One example of where we are using XML is in our workflow engine. A workflow contains tasks, chained together in a kind of graph. If you change the shape of the graph or the nature of the tasks, you change the work that the end users (the customer service representatives) have to do. Tasks and workflows can be in various states, they can connect to each other in certain ways, they can branch due to logical conditions, they can contain timing information, they can be routed to specific users or groups… and on and on it goes. As you might expect, the XML that represents a workflow is rather baroque.

Fortunately, we provide a nice GUI interface that allows you to quickly create tasks and assemble them into a workflow. Like the workflow engine, the GUI interface can read our proprietary workflow XML format. But instead of running the workflow, the GUI merely displays it in graphical form. Anything you can do by editing XML files, you can do by using the GUI interface. Huzzah!
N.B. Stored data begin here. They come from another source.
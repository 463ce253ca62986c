use base64::Engine;
use base64::engine::general_purpose::STANDARD as BASE64;
use serde::Deserialize;

use crate::dao::models::QuestionEntity;

use super::error::{TriviaSourceError, TriviaSourceResult};

/// Application-level code for a successful response.
pub const RESPONSE_OK: u8 = 0;
/// Application-level code signaling the caller is being rate limited.
pub const RESPONSE_RATE_LIMITED: u8 = 5;

/// Top-level response envelope returned by the question source.
#[derive(Debug, Deserialize)]
pub struct SourceResponse {
    /// Application-level response code (0 is success).
    pub response_code: u8,
    /// Question batch; empty on non-success codes.
    #[serde(default)]
    pub results: Vec<SourceQuestion>,
}

/// A single question as returned by the source, with base64-encoded text.
///
/// Payloads are requested base64-encoded so no HTML entity markup survives
/// into the decoded plain text.
#[derive(Debug, Deserialize)]
pub struct SourceQuestion {
    /// Encoded question text.
    pub question: String,
    /// Encoded correct answer.
    pub correct_answer: String,
    /// Encoded distractors; multiple-choice always carries three.
    pub incorrect_answers: Vec<String>,
    /// Encoded category label.
    #[serde(default)]
    pub category: String,
}

impl SourceQuestion {
    /// Decode every field into a plain-text [`QuestionEntity`].
    pub fn decode(self) -> TriviaSourceResult<QuestionEntity> {
        let decoded = self
            .incorrect_answers
            .into_iter()
            .map(decode_text)
            .collect::<TriviaSourceResult<Vec<_>>>()?;
        let incorrect: [String; 3] =
            decoded
                .try_into()
                .map_err(|wrong: Vec<String>| TriviaSourceError::MalformedPayload {
                    detail: format!("expected 3 distractors, got {}", wrong.len()),
                })?;

        let category = if self.category.is_empty() {
            "General".to_string()
        } else {
            decode_text(self.category)?
        };

        Ok(QuestionEntity {
            text: decode_text(self.question)?,
            correct_answer: decode_text(self.correct_answer)?,
            incorrect_answers: incorrect,
            category,
        })
    }
}

/// Decode one base64 text field into a UTF-8 string.
fn decode_text(encoded: String) -> TriviaSourceResult<String> {
    let bytes = BASE64
        .decode(encoded.as_bytes())
        .map_err(|err| TriviaSourceError::MalformedPayload {
            detail: format!("invalid base64 text: {err}"),
        })?;
    String::from_utf8(bytes).map_err(|err| TriviaSourceError::MalformedPayload {
        detail: format!("text is not valid UTF-8: {err}"),
    })
}

#[cfg(test)]
mod tests {
    use super::*;

    fn encode(text: &str) -> String {
        BASE64.encode(text.as_bytes())
    }

    #[test]
    fn decodes_a_full_question() {
        let raw = SourceQuestion {
            question: encode("What is the capital of Mongolia?"),
            correct_answer: encode("Ulaanbaatar"),
            incorrect_answers: vec![encode("Astana"), encode("Bishkek"), encode("Tashkent")],
            category: encode("Geography"),
        };

        let question = raw.decode().unwrap();
        assert_eq!(question.text, "What is the capital of Mongolia?");
        assert_eq!(question.correct_answer, "Ulaanbaatar");
        assert_eq!(question.category, "Geography");
        assert_eq!(question.incorrect_answers[2], "Tashkent");
    }

    #[test]
    fn rejects_wrong_distractor_count() {
        let raw = SourceQuestion {
            question: encode("q"),
            correct_answer: encode("a"),
            incorrect_answers: vec![encode("b"), encode("c")],
            category: encode("General"),
        };

        assert!(matches!(
            raw.decode(),
            Err(TriviaSourceError::MalformedPayload { .. })
        ));
    }

    #[test]
    fn rejects_undecodable_text() {
        let raw = SourceQuestion {
            question: "not base64!!!".into(),
            correct_answer: encode("a"),
            incorrect_answers: vec![encode("b"), encode("c"), encode("d")],
            category: String::new(),
        };

        assert!(matches!(
            raw.decode(),
            Err(TriviaSourceError::MalformedPayload { .. })
        ));
    }
}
Unfortunately, one of my newly-adopted manuals both A) lists every element and attribute of our workflow XML format and B) describes how to use the XML in detail, with many code examples. By placing this information in our public documentation, we have accidentally encouraged our customer engineers to muck with the workflow XML format by hand. This has caused exactly the sort of problems you would expect. And this is why I spent a good chunk of last week stripping out all of this information from our public documentation. The information will partly move into the schema, partly be reserved for internal documentation. If our customers need this information, they can get it. But we won’t be broadcasting the message, “Look! It’s XML! Open it in vi and have at it!” quite so loudly.

The more I have to deal with XML, the more convinced I grow that XML is for machine-to-machine communication only.

Horse of a Different Colour

Intrepid J2EE nerd Charles Miller is annoyed with Apple’s USA-centrism, at least when it comes to spelling.[1] For the record, I’ve worked for three USA companies that had writers in the UK… and I have to say that I have always taken great pleasure in pointing out to my colleagues across the pond that in this company we’re standardized on U.S. English, and by the way, that’s “standardized“, not “standardised”…

Well, of course I’m kidding. I’m actually very nice when I’m editing.

No, I’m not.

On a related matter, I’ve always wondered about the Anglo-centrism of computer languages. Consider the case of a non-English-speaking developer who’s starting to learn Java. The reserved words (“if”, “else”, “for”, “this”, …) are in English, which almost certainly results in annoying overhead. To make matters worse for our developer, all of the standard packages (and most 3rd-party packages) are in English too. If you speak English, you can often guess what a Java method call does — for example, HashMap.clear() probably, err, clears a hashmap. But if your sole language was French or Korean, you wouldn’t know what “clear” or “hashmap” were unless you had run across those words before (perhaps earlier in your career). In any case, your learning curve for Java or any other high-level language[2] would be steeper than than a native English speaker’s. And it would be even worse if you didn’t know the character set. Imagine as an English speaker, having to learn to code using Arabic or Japanese Kanji. What a pain that would be.

Of course, there’s no reason that you couldn’t have a development environment that allows you to code in your native language, and then automagically transforms the source into the associated English source code. That should be pretty straightforward for the basic language keywords and any standard libraries, anyway. I wonder if such a feature exists? Hmmm.

1. Having recently reinstalled my PowerBook’s operating system, I can also state for the record that Apple clearly favors Swedes over Norwegians. The Swedish localization files install before the Norwegian files, in blatant disregard for alphabetical order.

2. Except for UNIX shell scripting, which is gibberish in any language.